6/20/08

Fluvial Processes


Project:
Fluvial Processes
For more on this: Project::Erosion Blog
Sand flows from the dune cliff onto the growing pile at the foot.
The banner above is the same...one grain at a time.
The undermined clay outcropping above will likely have fallen after the next storm.

For four+ years I have been documenting the changes in the Newcomb Hollow cliffs of Wellfleet. Clay, sand, water, weather, tides, and gravity in a choreography of change.
Last fall I cast moments of the geomorphology in plaster.

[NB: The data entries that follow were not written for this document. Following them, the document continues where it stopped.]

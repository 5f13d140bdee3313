//! Cross-plugin service locator.

use std::any::Any;
use std::sync::Arc;

use dashmap::DashMap;

/// Named services plugins share with each other.
///
/// Filled while plugins initialize and read afterwards.
#[derive(Default)]
pub struct ServiceLocator {
    services: DashMap<String, Arc<dyn Any + Send + Sync>>,
}

impl ServiceLocator {
    pub fn new() -> Self {
        Self::default()
    }

    /// Register `service` under `name`, replacing any previous one.
    pub fn register<T: Any + Send + Sync>(&self, name: impl Into<String>, service: Arc<T>) {
        let name = name.into();
        if self.services.insert(name.clone(), service).is_some() {
            tracing::warn!("Service '{}' was registered twice, keeping the newest", name);
        }
    }

    /// Look up `name` as a `T`. `None` when missing or of another type.
    pub fn get<T: Any + Send + Sync>(&self, name: &str) -> Option<Arc<T>> {
        let service = self.services.get(name)?.value().clone();
        service.downcast::<T>().ok()
    }

    pub fn contains(&self, name: &str) -> bool {
        self.services.contains_key(name)
    }

    pub fn names(&self) -> Vec<String> {
        let mut names: Vec<String> = self.services.iter().map(|e| e.key().clone()).collect();
        names.sort();
        names
    }
}

#[cfg(test)]
mod tests {
    use super::*;

    struct Counter(u32);

    #[test]
    fn test_register_and_get() {
        let services = ServiceLocator::new();
        services.register("counter", Arc::new(Counter(7)));

        let counter = services.get::<Counter>("counter").unwrap();
        assert_eq!(counter.0, 7);
        assert!(services.get::<String>("counter").is_none());
        assert!(services.get::<Counter>("missing").is_none());
        assert_eq!(services.names(), vec!["counter".to_string()]);
    }
}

I will next work with these castings on the scanner.

So much to do.
In late January a 19th Century schooner freed itself from the bottom of the sea and rolled ashore just south of the cliffs that have been my studio. The shipwreck made the news. In April a man killed himself just north of these cliffs. This too made the news. These cliffs are a force. Steady as she goes.The sand and clay continues its journey. And I continue mine.
Perhaps our lives are not that different from the life of a grain of sand. We finally work ourselves to the surface and then we hang on until the winds of life loosen us. Gravity, water, or weather takes hold and we are off to the next landing. It doesn't feel like gravity when we are walking or careening through our days, but it is or we would all be flying, no doubt.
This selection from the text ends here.